* **Exercise details**
Every line of the records that holds the word "pages" should be copied out.

* **Input records**
──────────
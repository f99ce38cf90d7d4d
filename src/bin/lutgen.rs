use std::fs;
use std::path::{Path, PathBuf};
use std::process;

use anyhow::{Context, Result};
use clap::Parser;
use colored::Colorize;
use lutgen::{
    EvalBackend, GenerationReport, GeneratorConfig, OutputWriter, OverwritePolicy, TableGenerator,
};

#[derive(Parser)]
#[command(name = "lutgen")]
#[command(about = "Generate markdown lookup tables from a function of 2 or 3 inputs")]
#[command(version)]
struct Args {
    /// Inline closure / fn definition, or a path to a single-function source file
    #[arg(short, long)]
    function: String,

    /// Input ranges as name:start:stop:step[:unit]; the last one gives the rows
    #[arg(short, long, num_args = 2..=3, required = true)]
    ranges: Vec<String>,

    /// Table heading
    #[arg(short, long)]
    title: Option<String>,

    /// Directory the tables are written to (created if missing)
    #[arg(short, long, default_value = "output_tables")]
    output_dir: PathBuf,

    /// Notes placed under the heading, as text or a path to a markdown file
    #[arg(short, long)]
    notes: Option<String>,

    /// Decimals kept in rendered numbers
    #[arg(long)]
    precision: Option<usize>,

    /// Replace existing table files
    #[arg(long)]
    force: bool,

    /// Evaluate with the interpreter instead of JIT-compiled code
    #[arg(long)]
    interpreter: bool,

    /// Render pages on a single thread
    #[arg(long)]
    sequential: bool,

    /// JSON file with generator settings; flags take precedence
    #[arg(long)]
    config: Option<PathBuf>,
}

fn main() {
    env_logger::Builder::from_env(env_logger::Env::default().default_filter_or("info")).init();

    let args = Args::parse();
    match run(&args) {
        Ok(report) => {
            print_summary(&report);
            if !report.write_failures.is_empty() {
                process::exit(1);
            }
        }
        Err(e) => {
            eprintln!("{} {:#}", "Error:".red().bold(), e);
            process::exit(1);
        }
    }
}

fn run(args: &Args) -> Result<GenerationReport> {
    let config = build_config(args)?;

    fs::create_dir_all(&args.output_dir).with_context(|| {
        format!(
            "cannot create output directory {}",
            args.output_dir.display()
        )
    })?;
    let writer = OutputWriter::new(&args.output_dir, config.overwrite);

    let report =
        TableGenerator::new(config).run(&args.function, args.ranges.as_slice(), &writer)?;
    Ok(report)
}

fn build_config(args: &Args) -> Result<GeneratorConfig> {
    let mut config = match &args.config {
        Some(path) => GeneratorConfig::from_json_file(path)?,
        None => GeneratorConfig::default(),
    };

    if let Some(title) = &args.title {
        config.title = title.clone();
    }
    if let Some(notes) = &args.notes {
        config.notes = Some(load_notes(notes)?);
    }
    if let Some(precision) = args.precision {
        config.precision = precision;
    }
    if args.force {
        config.overwrite = OverwritePolicy::Overwrite;
    }
    if args.interpreter {
        config.backend = EvalBackend::Interpreter;
    }
    if args.sequential {
        config.parallel = false;
    }
    Ok(config)
}

/// Notes naming an existing file are read from it, anything else is literal text.
fn load_notes(notes: &str) -> Result<String> {
    let path = Path::new(notes.trim());
    if path.is_file() {
        fs::read_to_string(path)
            .with_context(|| format!("cannot read notes file {}", path.display()))
    } else {
        Ok(notes.to_string())
    }
}

fn print_summary(report: &GenerationReport) {
    for path in &report.written {
        println!("{} {}", "wrote".green(), path.display());
    }
    for failure in &report.write_failures {
        println!("{} {}", "failed".red(), failure);
    }

    let cells = if report.failed_cells == 0 {
        "0 failed cells".green()
    } else {
        format!("{} failed cells", report.failed_cells).yellow()
    };
    println!(
        "{}: {} of {} table(s) written, {}",
        "Summary".cyan(),
        report.written.len(),
        report.pages,
        cells
    );
}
──────────
* **Finished task**
    /// Render pages on a single thread
        report.pages,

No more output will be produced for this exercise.